The signs within the shot, according to Metz, carry a more complex meaning in themselves. However, this complexity is not meaningful unless the shot is arranged within a structure (55/28)1. For Metz, the shot, rather than being compared to the minimal unit of language, can instead be compared to a “sentence” or a “statement.”
These fragmented statements, in order to convey an undisputed meaning, must be organized within a communicational structure capable of reproducing social and individual behavior. Furthermore, the minimal units of cinema are able to paraphrase themselves. In this way, cinema generates meaning both autonomously—through its own communicational structure—and by “borrowing” elements from other communicational structures (56/29)2.
- 28
If Metz rejects the assimilation of film language to natural language, he also rejects the common analogy between shot and word.

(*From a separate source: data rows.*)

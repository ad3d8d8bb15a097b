//! Roster panel — one card per player, highlighted iff selected.

use ratatui::{
    Frame,
    layout::{Alignment, Rect},
    text::{Line, Span},
    widgets::{Block, BorderType, Borders, List, ListItem, Paragraph},
};

use pawbowl_core::{Player, RosterState};

use crate::theme;

/// Shown when the fetched player list is empty.
pub const EMPTY_ROSTER_MESSAGE: &str = "No puppies currently on the roster!";

/// Render the roster list into `area`.
pub fn render(frame: &mut Frame, area: Rect, state: &RosterState, focused: bool) {
    let border = if focused {
        theme::border_focused()
    } else {
        theme::border_default()
    };
    let block = Block::default()
        .title(format!(" Roster ({}) ", state.players().len()))
        .title_style(theme::title_style())
        .borders(Borders::ALL)
        .border_type(BorderType::Rounded)
        .border_style(border);
    let inner = block.inner(area);
    frame.render_widget(block, area);

    if state.players().is_empty() {
        let empty = Paragraph::new(EMPTY_ROSTER_MESSAGE)
            .style(theme::row())
            .alignment(Alignment::Center);
        frame.render_widget(empty, inner);
        return;
    }

    let items: Vec<ListItem> = state
        .players()
        .iter()
        .map(|p| card(p, state))
        .collect();
    frame.render_widget(List::new(items), inner);
}

/// One roster card: marker, name, breed, team.
fn card<'a>(player: &'a Player, state: &'a RosterState) -> ListItem<'a> {
    let selected = state.selected() == Some(player.id);
    let marker = if selected { "▶ " } else { "  " };
    let style = if selected {
        theme::row_selected()
    } else {
        theme::row()
    };

    let line = Line::from(vec![
        Span::raw(marker),
        Span::styled(player.name.as_str(), style),
        Span::styled(format!("  {}", player.breed), theme::key_hint()),
        Span::styled(
            format!("  [{}]", state.team_name(player.team)),
            theme::key_hint(),
        ),
    ]);
    ListItem::new(line)
}

#[cfg(test)]
#[allow(clippy::unwrap_used)]
mod tests {
    use pretty_assertions::assert_eq;
    use ratatui::{Terminal, backend::TestBackend};

    use pawbowl_core::{Player, PlayerId, PlayerStatus, RosterState};

    use super::*;

    fn player(id: i64, name: &str) -> Player {
        Player {
            id: PlayerId(id),
            name: name.into(),
            breed: "Pug".into(),
            status: PlayerStatus::Bench,
            team: None,
            image_url: None,
            created_at: None,
        }
    }

    fn draw(state: &RosterState) -> ratatui::buffer::Buffer {
        let mut terminal = Terminal::new(TestBackend::new(60, 12)).unwrap();
        terminal
            .draw(|frame| render(frame, frame.area(), state, true))
            .unwrap();
        terminal.backend().buffer().clone()
    }

    fn buffer_text(buf: &ratatui::buffer::Buffer) -> String {
        let mut text = String::new();
        for y in 0..buf.area.height {
            for x in 0..buf.area.width {
                text.push_str(buf[(x, y)].symbol());
            }
            text.push('\n');
        }
        text
    }

    #[test]
    fn empty_roster_shows_exact_message() {
        let state = RosterState::new();
        let text = buffer_text(&draw(&state));
        assert!(text.contains(EMPTY_ROSTER_MESSAGE), "got:\n{text}");
    }

    #[test]
    fn one_card_per_player() {
        let mut state = RosterState::new();
        state.replace_players(vec![
            player(1, "Fido"),
            player(2, "Rex"),
            player(3, "Biscuit"),
        ]);
        let text = buffer_text(&draw(&state));
        for name in ["Fido", "Rex", "Biscuit"] {
            assert_eq!(text.matches(name).count(), 1, "got:\n{text}");
        }
    }

    #[test]
    fn selected_marker_follows_selection() {
        let mut state = RosterState::new();
        state.replace_players(vec![player(1, "Fido"), player(2, "Rex")]);
        state.select(PlayerId(2));

        let text = buffer_text(&draw(&state));
        let marked: Vec<&str> = text
            .lines()
            .filter(|l| l.contains('▶'))
            .collect();
        assert_eq!(marked.len(), 1, "got:\n{text}");
        assert!(marked[0].contains("Rex"), "got:\n{text}");
    }

    #[test]
    fn rendering_is_idempotent() {
        let mut state = RosterState::new();
        state.replace_players(vec![player(1, "Fido"), player(2, "Rex")]);
        state.select(PlayerId(1));

        let first = draw(&state);
        let second = draw(&state);
        assert_eq!(first, second);
    }
}
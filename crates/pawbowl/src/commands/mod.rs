//! Command handlers, one module per resource.

pub mod config_cmd;
pub mod players;
pub mod teams;
pub mod util;

use pawbowl_core::RosterService;

use crate::cli::{Command, GlobalOpts};
use crate::error::CliError;

/// Dispatch a parsed command to its handler.
pub async fn dispatch(
    command: Command,
    service: &RosterService,
    global: &GlobalOpts,
) -> Result<(), CliError> {
    match command {
        Command::Players(args) => players::handle(service, args, global).await,
        Command::Teams(args) => teams::handle(service, args, global).await,
        // Config is handled in main before a service exists.
        Command::Config(_) => Ok(()),
    }
}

In Metz’s view the shot is equivalent not to the word but to the sentence or statement, and it is the organization of shots in the film chain that invites and supports the claim that film constitutes a language.
(Secuence>Structure>Language>Elements)
Film Theory and Criticism: Introductory Readings
by Leo Braudy, Marshall Cohen ↩︎ - 29
It is only when shots are organized according to repeatable, recognizable codes that they become discourse and are capable of telling a story. Cinematic language comprises a number of cinematic codes and sub-codes, but the code which Metz analyses in detail (the code which was more or less established by the time of D. W. Griffith) is the grande syntagmatique of the image track. This code, a sub-code of the montage code, permits us to account for the procedures by which cinema denotes such narrative phenomena as succession, priority, temporal breaks, and spatial continuity.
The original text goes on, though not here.